¹⁶ Cfr. R. Audi, L’etica delle virtù come risorsa nel mondo degli affari, in: ivi, pp. 209-239. Del resto però, a questo riguardo, conviene ricordare come per Aristotele «chi crede che si debbano possedere le virtù in vista dei beni esteriori compie ciò che è accidentalmente bello»: Aristotele, Etica Eudemia, VIII, 1249a, p. 759.
¹⁷ L. Samaso, Virtù e forza del carattere. La psicologia positiva
ci porterà verso un paradigma dialogico?, pp. 159-165. Cfr. M.E.P. Seligman, M. Csíkszentmihályi, Positive Psychology: an Introduction, pp. 5-14.

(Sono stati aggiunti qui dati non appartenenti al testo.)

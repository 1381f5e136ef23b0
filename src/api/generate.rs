//! Moment generation endpoint.
//!
//! Routes:
//! - POST /api/generate-moment - Compose a prompt, generate an image, return it inline

use axum::extract::rejection::JsonRejection;
use axum::{extract::State, routing::post, Json, Router};
use serde::{Deserialize, Serialize};
use tracing::info;

use super::json_body;
use crate::services::GenerationRequest;
use crate::{AppState, Error, Result};

// ============================================================================
// Request/Response Types
// ============================================================================

/// Raw generation request. Every field is optional on the wire so that a
/// missing field is reported as a validation error rather than a parse error.
#[derive(Debug, Default, Serialize, Deserialize)]
#[serde(rename_all = "camelCase")]
pub struct GenerateMomentRequest {
    pub description: Option<String>,
    pub moment_type: Option<String>,
    pub cinematic_style: Option<String>,
}

impl GenerateMomentRequest {
    /// Require all three fields to be present and non-blank.
    pub fn validate(self) -> Result<GenerationRequest> {
        match (
            non_blank(self.description),
            non_blank(self.moment_type),
            non_blank(self.cinematic_style),
        ) {
            (Some(description), Some(moment_type), Some(cinematic_style)) => {
                Ok(GenerationRequest {
                    description: description.trim().to_string(),
                    moment_type,
                    cinematic_style,
                })
            }
            _ => Err(Error::Validation("Missing required fields".to_string())),
        }
    }
}

fn non_blank(value: Option<String>) -> Option<String> {
    value.filter(|v| !v.trim().is_empty())
}

#[derive(Debug, Serialize, Deserialize)]
#[serde(rename_all = "camelCase")]
pub struct GenerateMomentResponse {
    /// `data:` URI holding the generated image.
    pub image_url: String,
}

// ============================================================================
// Routes
// ============================================================================

pub fn routes() -> Router<AppState> {
    Router::new().route("/generate-moment", post(generate_moment))
}

// ============================================================================
// Handlers
// ============================================================================

/// Generate the illustration for a moment.
async fn generate_moment(
    State(state): State<AppState>,
    payload: std::result::Result<Json<GenerateMomentRequest>, JsonRejection>,
) -> Result<Json<GenerateMomentResponse>> {
    let request = json_body(payload)?.validate()?;

    info!(
        moment_type = %request.moment_type,
        cinematic_style = %request.cinematic_style,
        "Generating moment image"
    );

    let image_url = state.images.generate(&request).await?;

    Ok(Json(GenerateMomentResponse { image_url }))
}
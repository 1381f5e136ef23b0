//! Prompt composition for the image provider.
//!
//! Turns a user's description plus the selected moment type and cinematic
//! style into a single descriptive prompt. Selectors arrive as raw labels;
//! a label outside the lookup tables contributes an empty phrase.

use crate::models::{CinematicStyle, MomentType};

const PREAMBLE: &str = "A cinematic film still, award-winning photography, highly detailed, \
     photorealistic, deeply emotional atmosphere.";

const QUALITY_CLAUSE: &str = "Composed with expert cinematography, striking color grading, \
     professional lighting, 8K resolution, compelling artistic composition.";

const EXCLUSION_CLAUSE: &str = "No text, no watermarks.";

impl MomentType {
    /// Phrase describing the nature of the moment.
    pub fn prompt_phrase(&self) -> &'static str {
        match self {
            Self::Memory => {
                "a captured personal memory, a lived moment from the past, \
                 emotional resonance of lived experience"
            }
            Self::FutureGoal => {
                "an aspirational future vision, a dream realized, hopeful \
                 forward-looking optimism, possibility made tangible"
            }
            Self::AlternateLife => {
                "a parallel universe divergent path, an alternate timeline \
                 what-if scenario, roads not taken made visible"
            }
        }
    }
}

impl CinematicStyle {
    /// Phrase describing the visual treatment.
    pub fn prompt_phrase(&self) -> &'static str {
        match self {
            Self::Dramatic => {
                "dramatic lighting, high contrast shadows, intense atmosphere, \
                 cinematic tension, dark storm clouds, chiaroscuro lighting, \
                 powerful emotional weight"
            }
            Self::Dreamy => {
                "soft ethereal bokeh, pastel dreamlike hues, magical floating \
                 particles, gentle diffused light, otherworldly mist, enchanted \
                 atmosphere, fairytale quality"
            }
            Self::Nostalgic => {
                "warm sepia-tinged tones, vintage film grain texture, softly \
                 faded edges, golden hour amber light, timeless analog \
                 photography feel, hazy memory quality"
            }
            Self::Epic => {
                "sweeping wide-angle vista, majestic heroic scale, breathtaking \
                 grandeur, dramatic golden clouds, awe-inspiring panorama, \
                 cinematic scope, legendary framing"
            }
            Self::Intimate => {
                "close intimate framing, warm candlelight glow, soft gentle \
                 shadows, quiet personal moment, shallow depth of field, tender \
                 emotional warmth"
            }
        }
    }
}

/// Phrase for a moment type label, empty when the label is unknown.
pub fn type_phrase(label: &str) -> &'static str {
    MomentType::from_label(label)
        .map(|t| t.prompt_phrase())
        .unwrap_or("")
}

/// Phrase for a cinematic style label, empty when the label is unknown.
pub fn style_phrase(label: &str) -> &'static str {
    CinematicStyle::from_label(label)
        .map(|s| s.prompt_phrase())
        .unwrap_or("")
}

/// Build the enhanced prompt. The description is embedded verbatim.
pub fn compose_prompt(description: &str, moment_type: &str, cinematic_style: &str) -> String {
    format!(
        "{} Scene: {}. This is {}. Visual style: {}. {} {}",
        PREAMBLE,
        description,
        type_phrase(moment_type),
        style_phrase(cinematic_style),
        QUALITY_CLAUSE,
        EXCLUSION_CLAUSE,
    )
}

#[cfg(test)]
mod tests {
    use super::*;
    use rstest::rstest;

    #[test]
    fn test_exact_template() {
        let prompt = compose_prompt("my graduation day", "Memory", "Nostalgic");
        assert_eq!(
            prompt,
            "A cinematic film still, award-winning photography, highly detailed, photorealistic, \
             deeply emotional atmosphere. Scene: my graduation day. This is a captured personal \
             memory, a lived moment from the past, emotional resonance of lived experience. \
             Visual style: warm sepia-tinged tones, vintage film grain texture, softly faded \
             edges, golden hour amber light, timeless analog photography feel, hazy memory \
             quality. Composed with expert cinematography, striking color grading, professional \
             lighting, 8K resolution, compelling artistic composition. No text, no watermarks."
        );
    }

    #[rstest]
    fn test_every_pair_embeds_all_parts(
        #[values(MomentType::Memory, MomentType::FutureGoal, MomentType::AlternateLife)]
        moment_type: MomentType,
        #[values(
            CinematicStyle::Dramatic,
            CinematicStyle::Dreamy,
            CinematicStyle::Nostalgic,
            CinematicStyle::Epic,
            CinematicStyle::Intimate
        )]
        style: CinematicStyle,
    ) {
        let description = "a lighthouse at dusk, waves crashing";
        let first = compose_prompt(description, moment_type.as_str(), style.as_str());
        let second = compose_prompt(description, moment_type.as_str(), style.as_str());

        assert_eq!(first, second);
        assert!(first.contains(description));
        assert!(first.contains(moment_type.prompt_phrase()));
        assert!(first.contains(style.prompt_phrase()));
        assert!(first.ends_with("No text, no watermarks."));
    }

    #[rstest]
    #[case("Noir", "Memory")]
    #[case("Dramatic", "Someday")]
    #[case("", "")]
    fn test_unknown_labels_degrade_to_empty(#[case] style: &str, #[case] moment_type: &str) {
        let prompt = compose_prompt("rain on the window", moment_type, style);
        assert!(prompt.contains("Scene: rain on the window."));
        if MomentType::from_label(moment_type).is_none() {
            assert!(prompt.contains("This is . "));
        }
        if CinematicStyle::from_label(style).is_none() {
            assert!(prompt.contains("Visual style: . "));
        }
    }

    #[test]
    fn test_phrase_lookup_is_case_sensitive() {
        assert_eq!(style_phrase("epic"), "");
        assert!(!style_phrase("Epic").is_empty());
        assert_eq!(type_phrase("future goal"), "");
        assert!(!type_phrase("Future Goal").is_empty());
    }
}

¹⁸ M.E.P. Seligman, La costruzione della felicità, p. XII.
II
La felicità come fine
Tutti gli uomini, Gallione, fratello mio,
vogliono vivere felici, ma quando si tratta
di discernere con chiarezza che cosa renda
una vita felice, brancolano nel buio.
Seneca, La vita felice, 1.
1. Il sommo bene
«Ogni arte e ogni indagine, come pure ogni azione e scelta, a quanto si crede persegue qualche bene»¹⁹. Così Aristotele introduce la prima delle sue lezioni sull’etica. Tutto ciò che facciamo – dice il filosofo – ha l’obiettivo di farci conseguire uno scopo. Questo scopo è un bene, e questo bene può essere ottenuto per sé o con il fine di realizzare qualcosa d’altro, da noi giudicato ancora più importante.
Sembra tutto molto astratto, e conviene utilizzare subito degli esempi. Mario si è iscritto a un corso di informatica.